- **Task item**: Exactly the lines from the one with "AnalyticsPeriod::Week, &TerminalConfig::default(), now)" to the end of the data below should be set down, and no others.

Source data
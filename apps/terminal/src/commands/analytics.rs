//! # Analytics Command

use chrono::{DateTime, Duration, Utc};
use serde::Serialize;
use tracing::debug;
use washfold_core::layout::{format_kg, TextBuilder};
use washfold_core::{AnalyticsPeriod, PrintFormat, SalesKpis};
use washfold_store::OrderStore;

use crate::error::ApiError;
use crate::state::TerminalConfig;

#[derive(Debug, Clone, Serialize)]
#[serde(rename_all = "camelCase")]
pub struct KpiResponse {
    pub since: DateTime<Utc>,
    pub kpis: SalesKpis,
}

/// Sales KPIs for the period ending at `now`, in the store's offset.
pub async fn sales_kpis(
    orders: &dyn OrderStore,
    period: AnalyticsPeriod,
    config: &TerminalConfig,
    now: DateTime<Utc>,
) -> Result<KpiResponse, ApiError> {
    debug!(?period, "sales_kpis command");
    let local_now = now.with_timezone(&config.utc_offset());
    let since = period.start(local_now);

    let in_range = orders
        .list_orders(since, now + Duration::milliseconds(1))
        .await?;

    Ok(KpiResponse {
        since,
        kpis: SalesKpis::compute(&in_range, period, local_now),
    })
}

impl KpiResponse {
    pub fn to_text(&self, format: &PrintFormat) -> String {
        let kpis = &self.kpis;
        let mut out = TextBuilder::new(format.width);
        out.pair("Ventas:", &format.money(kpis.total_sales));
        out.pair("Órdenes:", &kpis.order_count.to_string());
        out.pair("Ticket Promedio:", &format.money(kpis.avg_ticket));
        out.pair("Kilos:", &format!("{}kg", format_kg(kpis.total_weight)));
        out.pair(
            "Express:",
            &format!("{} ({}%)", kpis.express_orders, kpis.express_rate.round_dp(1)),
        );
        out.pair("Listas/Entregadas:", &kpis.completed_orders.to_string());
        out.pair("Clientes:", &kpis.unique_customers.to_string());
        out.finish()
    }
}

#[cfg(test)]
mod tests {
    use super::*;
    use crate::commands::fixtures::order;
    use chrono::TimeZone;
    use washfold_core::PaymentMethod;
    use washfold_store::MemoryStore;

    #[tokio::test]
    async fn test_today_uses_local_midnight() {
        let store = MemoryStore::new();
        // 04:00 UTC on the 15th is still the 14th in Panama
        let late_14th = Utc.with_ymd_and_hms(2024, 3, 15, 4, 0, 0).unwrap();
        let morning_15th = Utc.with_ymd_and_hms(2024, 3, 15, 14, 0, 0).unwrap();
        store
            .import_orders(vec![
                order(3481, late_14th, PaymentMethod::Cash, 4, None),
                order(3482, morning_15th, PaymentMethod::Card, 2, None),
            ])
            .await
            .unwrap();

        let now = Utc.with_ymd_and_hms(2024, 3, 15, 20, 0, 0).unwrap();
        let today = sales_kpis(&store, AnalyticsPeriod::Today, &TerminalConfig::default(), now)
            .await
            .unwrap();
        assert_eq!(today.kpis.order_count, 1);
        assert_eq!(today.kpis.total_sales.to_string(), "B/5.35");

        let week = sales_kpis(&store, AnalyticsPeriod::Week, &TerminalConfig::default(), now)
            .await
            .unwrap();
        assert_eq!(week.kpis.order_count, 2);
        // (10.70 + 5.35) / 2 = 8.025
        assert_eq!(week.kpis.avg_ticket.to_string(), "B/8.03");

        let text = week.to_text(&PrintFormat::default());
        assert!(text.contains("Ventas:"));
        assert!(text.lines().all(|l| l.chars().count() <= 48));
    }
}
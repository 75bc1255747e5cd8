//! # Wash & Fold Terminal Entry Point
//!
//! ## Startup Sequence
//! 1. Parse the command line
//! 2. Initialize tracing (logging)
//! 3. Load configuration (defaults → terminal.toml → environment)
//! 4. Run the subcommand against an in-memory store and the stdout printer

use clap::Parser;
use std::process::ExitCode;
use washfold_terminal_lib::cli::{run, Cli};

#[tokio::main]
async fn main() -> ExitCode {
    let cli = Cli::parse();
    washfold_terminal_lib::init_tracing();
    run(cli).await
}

- **Problem solution**:
        let week = sales_kpis(&store, AnalyticsPeriod::Week, &TerminalConfig::default(), now)
            .await
            .unwrap();
        assert_eq!(week.kpis.order_count, 2);
        // (10.70 + 5.35) / 2 = 8.025
        assert_eq!(week.kpis.avg_ticket.to_string(), "B/8.03");

        let text = week.to_text(&PrintFormat::default());
        assert!(text.contains("Ventas:"));
        assert!(text.lines().all(|l| l.chars().count() <= 48));
    }
}
repository 75bc1255747e5cd8
//! # Wash & Fold Terminal Entry Point
//!
//! ## Startup Sequence
//! 1. Parse the command line
//! 2. Initialize tracing (logging)
//! 3. Load configuration (defaults → terminal.toml → environment)
//! 4. Run the subcommand against an in-memory store and the stdout printer

use clap::Parser;
use std::process::ExitCode;
use washfold_terminal_lib::cli::{run, Cli};

#[tokio::main]
async fn main() -> ExitCode {
    let cli = Cli::parse();
    washfold_terminal_lib::init_tracing();
    run(cli).await
}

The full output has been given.